_Work instruction:_
Print each entry verbatim.

Available data below:

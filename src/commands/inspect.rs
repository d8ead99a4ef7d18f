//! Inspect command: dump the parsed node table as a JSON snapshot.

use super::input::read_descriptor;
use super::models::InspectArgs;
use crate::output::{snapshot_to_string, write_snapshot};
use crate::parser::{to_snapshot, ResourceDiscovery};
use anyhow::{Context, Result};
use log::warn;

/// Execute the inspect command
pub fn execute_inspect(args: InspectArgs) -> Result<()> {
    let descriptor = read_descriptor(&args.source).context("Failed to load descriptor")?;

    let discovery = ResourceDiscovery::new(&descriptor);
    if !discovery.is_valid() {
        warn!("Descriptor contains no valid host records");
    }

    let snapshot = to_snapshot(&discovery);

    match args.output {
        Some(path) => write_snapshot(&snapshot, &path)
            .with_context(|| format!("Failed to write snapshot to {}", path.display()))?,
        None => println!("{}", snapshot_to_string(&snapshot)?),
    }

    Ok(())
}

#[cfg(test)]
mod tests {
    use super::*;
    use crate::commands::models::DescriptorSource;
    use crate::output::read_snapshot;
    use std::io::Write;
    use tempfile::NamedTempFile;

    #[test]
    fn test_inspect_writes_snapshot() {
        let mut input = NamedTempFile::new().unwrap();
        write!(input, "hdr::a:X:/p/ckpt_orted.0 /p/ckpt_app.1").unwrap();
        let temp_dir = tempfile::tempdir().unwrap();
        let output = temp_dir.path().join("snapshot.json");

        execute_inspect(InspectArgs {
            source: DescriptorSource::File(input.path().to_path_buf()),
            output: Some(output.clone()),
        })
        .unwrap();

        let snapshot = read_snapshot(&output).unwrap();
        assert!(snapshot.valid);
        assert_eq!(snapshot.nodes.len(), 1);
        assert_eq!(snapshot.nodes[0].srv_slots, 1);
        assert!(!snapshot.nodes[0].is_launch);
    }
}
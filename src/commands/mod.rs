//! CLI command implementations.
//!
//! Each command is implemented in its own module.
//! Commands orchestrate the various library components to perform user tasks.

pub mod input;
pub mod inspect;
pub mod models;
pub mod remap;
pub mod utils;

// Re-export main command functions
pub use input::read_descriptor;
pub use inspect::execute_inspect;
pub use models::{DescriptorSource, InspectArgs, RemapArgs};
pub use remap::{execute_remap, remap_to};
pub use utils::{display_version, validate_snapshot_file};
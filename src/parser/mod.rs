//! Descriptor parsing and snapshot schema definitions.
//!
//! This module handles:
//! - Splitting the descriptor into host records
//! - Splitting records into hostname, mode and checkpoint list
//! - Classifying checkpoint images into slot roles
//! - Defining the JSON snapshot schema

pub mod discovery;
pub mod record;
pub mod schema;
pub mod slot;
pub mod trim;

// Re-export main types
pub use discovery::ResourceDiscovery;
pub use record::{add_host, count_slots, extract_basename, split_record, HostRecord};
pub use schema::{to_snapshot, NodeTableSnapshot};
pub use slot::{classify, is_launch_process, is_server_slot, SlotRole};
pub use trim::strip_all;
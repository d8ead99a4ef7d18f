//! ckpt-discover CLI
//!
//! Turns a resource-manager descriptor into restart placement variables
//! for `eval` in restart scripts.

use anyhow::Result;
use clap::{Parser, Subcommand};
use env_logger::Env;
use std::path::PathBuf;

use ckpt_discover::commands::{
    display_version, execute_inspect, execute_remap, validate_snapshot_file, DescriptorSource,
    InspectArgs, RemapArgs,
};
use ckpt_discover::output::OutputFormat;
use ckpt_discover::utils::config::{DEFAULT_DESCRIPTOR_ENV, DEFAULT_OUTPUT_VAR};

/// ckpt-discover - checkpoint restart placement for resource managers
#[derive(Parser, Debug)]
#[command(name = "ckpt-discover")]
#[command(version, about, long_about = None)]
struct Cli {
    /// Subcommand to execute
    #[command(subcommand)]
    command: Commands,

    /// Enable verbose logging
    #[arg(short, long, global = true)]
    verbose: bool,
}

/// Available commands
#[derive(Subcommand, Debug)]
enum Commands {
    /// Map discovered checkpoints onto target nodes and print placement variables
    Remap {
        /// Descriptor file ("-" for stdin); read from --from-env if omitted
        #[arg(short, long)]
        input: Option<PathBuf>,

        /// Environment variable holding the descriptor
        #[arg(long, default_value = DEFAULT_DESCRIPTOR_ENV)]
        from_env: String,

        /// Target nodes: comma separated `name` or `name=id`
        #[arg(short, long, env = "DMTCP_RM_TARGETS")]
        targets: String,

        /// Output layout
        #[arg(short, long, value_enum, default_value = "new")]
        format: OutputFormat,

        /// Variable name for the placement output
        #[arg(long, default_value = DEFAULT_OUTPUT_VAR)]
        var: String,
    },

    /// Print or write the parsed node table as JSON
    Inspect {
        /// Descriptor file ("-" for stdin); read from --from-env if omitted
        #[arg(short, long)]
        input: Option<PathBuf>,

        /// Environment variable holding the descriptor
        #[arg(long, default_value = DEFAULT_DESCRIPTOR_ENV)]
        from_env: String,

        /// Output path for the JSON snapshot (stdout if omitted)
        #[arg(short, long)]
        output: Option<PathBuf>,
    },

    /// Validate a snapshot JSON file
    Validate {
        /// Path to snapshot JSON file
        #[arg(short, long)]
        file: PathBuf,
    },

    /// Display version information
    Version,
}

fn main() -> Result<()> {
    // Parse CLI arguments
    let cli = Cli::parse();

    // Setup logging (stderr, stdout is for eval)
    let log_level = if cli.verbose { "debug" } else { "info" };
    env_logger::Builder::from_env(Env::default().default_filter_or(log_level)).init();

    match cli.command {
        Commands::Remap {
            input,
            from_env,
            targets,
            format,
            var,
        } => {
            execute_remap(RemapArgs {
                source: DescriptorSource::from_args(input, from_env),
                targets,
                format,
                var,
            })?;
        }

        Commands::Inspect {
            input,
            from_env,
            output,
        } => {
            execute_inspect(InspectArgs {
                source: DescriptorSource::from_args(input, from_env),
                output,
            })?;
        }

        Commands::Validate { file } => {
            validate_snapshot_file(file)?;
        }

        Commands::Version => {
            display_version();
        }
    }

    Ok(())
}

End of Available data.

_Exercise result:_
filename src/commands/inspect.rs
repository d8ead99a4ef7d18f
//! Inspect command: dump the parsed node table as a JSON snapshot.

use super::input::read_descriptor;
use super::models::InspectArgs;
use crate::output::{snapshot_to_string, write_snapshot};
use crate::parser::{to_snapshot, ResourceDiscovery};
use anyhow::{Context, Result};
use log::warn;

/// Execute the inspect command
pub fn execute_inspect(args: InspectArgs) -> Result<()> {
    let descriptor = read_descriptor(&args.source).context("Failed to load descriptor")?;

    let discovery = ResourceDiscovery::new(&descriptor);
    if !discovery.is_valid() {
        warn!("Descriptor contains no valid host records");
    }

    let snapshot = to_snapshot(&discovery);

    match args.output {
        Some(path) => write_snapshot(&snapshot, &path)
            .with_context(|| format!("Failed to write snapshot to {}", path.display()))?,
        None => println!("{}", snapshot_to_string(&snapshot)?),
    }

    Ok(())
}

#[cfg(test)]
mod tests {
    use super::*;
    use crate::commands::models::DescriptorSource;
    use crate::output::read_snapshot;
    use std::io::Write;
    use tempfile::NamedTempFile;

    #[test]
    fn test_inspect_writes_snapshot() {
        let mut input = NamedTempFile::new().unwrap();
        write!(input, "hdr::a:X:/p/ckpt_orted.0 /p/ckpt_app.1").unwrap();
        let temp_dir = tempfile::tempdir().unwrap();
        let output = temp_dir.path().join("snapshot.json");

        execute_inspect(InspectArgs {
            source: DescriptorSource::File(input.path().to_path_buf()),
            output: Some(output.clone()),
        })
        .unwrap();

        let snapshot = read_snapshot(&output).unwrap();
        assert!(snapshot.valid);
        assert_eq!(snapshot.nodes.len(), 1);
        assert_eq!(snapshot.nodes[0].srv_slots, 1);
        assert!(!snapshot.nodes[0].is_launch);
    }
}
filename src/commands/mod.rs
//! CLI command implementations.
//!
//! Each command is implemented in its own module.
//! Commands orchestrate the various library components to perform user tasks.

pub mod input;
pub mod inspect;
pub mod models;
pub mod remap;
pub mod utils;

// Re-export main command functions
pub use input::read_descriptor;
pub use inspect::execute_inspect;
pub use models::{DescriptorSource, InspectArgs, RemapArgs};
pub use remap::{execute_remap, remap_to};
pub use utils::{display_version, validate_snapshot_file};
filename src/parser/mod.rs
//! Descriptor parsing and snapshot schema definitions.
//!
//! This module handles:
//! - Splitting the descriptor into host records
//! - Splitting records into hostname, mode and checkpoint list
//! - Classifying checkpoint images into slot roles
//! - Defining the JSON snapshot schema

pub mod discovery;
pub mod record;
pub mod schema;
pub mod slot;
pub mod trim;

// Re-export main types
pub use discovery::ResourceDiscovery;
pub use record::{add_host, count_slots, extract_basename, split_record, HostRecord};
pub use schema::{to_snapshot, NodeTableSnapshot};
pub use slot::{classify, is_launch_process, is_server_slot, SlotRole};
pub use trim::strip_all;
repository d8ead99a4ef7d18f
//! ckpt-discover CLI
//!
//! Turns a resource-manager descriptor into restart placement variables
//! for `eval` in restart scripts.

use anyhow::Result;
use clap::{Parser, Subcommand};
use env_logger::Env;
use std::path::PathBuf;

use ckpt_discover::commands::{
    display_version, execute_inspect, execute_remap, validate_snapshot_file, DescriptorSource,
    InspectArgs, RemapArgs,
};
use ckpt_discover::output::OutputFormat;
use ckpt_discover::utils::config::{DEFAULT_DESCRIPTOR_ENV, DEFAULT_OUTPUT_VAR};

/// ckpt-discover - checkpoint restart placement for resource managers
#[derive(Parser, Debug)]
#[command(name = "ckpt-discover")]
#[command(version, about, long_about = None)]
struct Cli {
    /// Subcommand to execute
    #[command(subcommand)]
    command: Commands,

    /// Enable verbose logging
    #[arg(short, long, global = true)]
    verbose: bool,
}

/// Available commands
#[derive(Subcommand, Debug)]
enum Commands {
    /// Map discovered checkpoints onto target nodes and print placement variables
    Remap {
        /// Descriptor file ("-" for stdin); read from --from-env if omitted
        #[arg(short, long)]
        input: Option<PathBuf>,

        /// Environment variable holding the descriptor
        #[arg(long, default_value = DEFAULT_DESCRIPTOR_ENV)]
        from_env: String,

        /// Target nodes: comma separated `name` or `name=id`
        #[arg(short, long, env = "DMTCP_RM_TARGETS")]
        targets: String,

        /// Output layout
        #[arg(short, long, value_enum, default_value = "new")]
        format: OutputFormat,

        /// Variable name for the placement output
        #[arg(long, default_value = DEFAULT_OUTPUT_VAR)]
        var: String,
    },

    /// Print or write the parsed node table as JSON
    Inspect {
        /// Descriptor file ("-" for stdin); read from --from-env if omitted
        #[arg(short, long)]
        input: Option<PathBuf>,

        /// Environment variable holding the descriptor
        #[arg(long, default_value = DEFAULT_DESCRIPTOR_ENV)]
        from_env: String,

        /// Output path for the JSON snapshot (stdout if omitted)
        #[arg(short, long)]
        output: Option<PathBuf>,
    },

    /// Validate a snapshot JSON file
    Validate {
        /// Path to snapshot JSON file
        #[arg(short, long)]
        file: PathBuf,
    },

    /// Display version information
    Version,
}

fn main() -> Result<()> {
    // Parse CLI arguments
    let cli = Cli::parse();

    // Setup logging (stderr, stdout is for eval)
    let log_level = if cli.verbose { "debug" } else { "info" };
    env_logger::Builder::from_env(Env::default().default_filter_or(log_level)).init();

    match cli.command {
        Commands::Remap {
            input,
            from_env,
            targets,
            format,
            var,
        } => {
            execute_remap(RemapArgs {
                source: DescriptorSource::from_args(input, from_env),
                targets,
                format,
                var,
            })?;
        }

        Commands::Inspect {
            input,
            from_env,
            output,
        } => {
            execute_inspect(InspectArgs {
                source: DescriptorSource::from_args(input, from_env),
                output,
            })?;
        }

        Commands::Validate { file } => {
            validate_snapshot_file(file)?;
        }

        Commands::Version => {
            display_version();
        }
    }

    Ok(())
}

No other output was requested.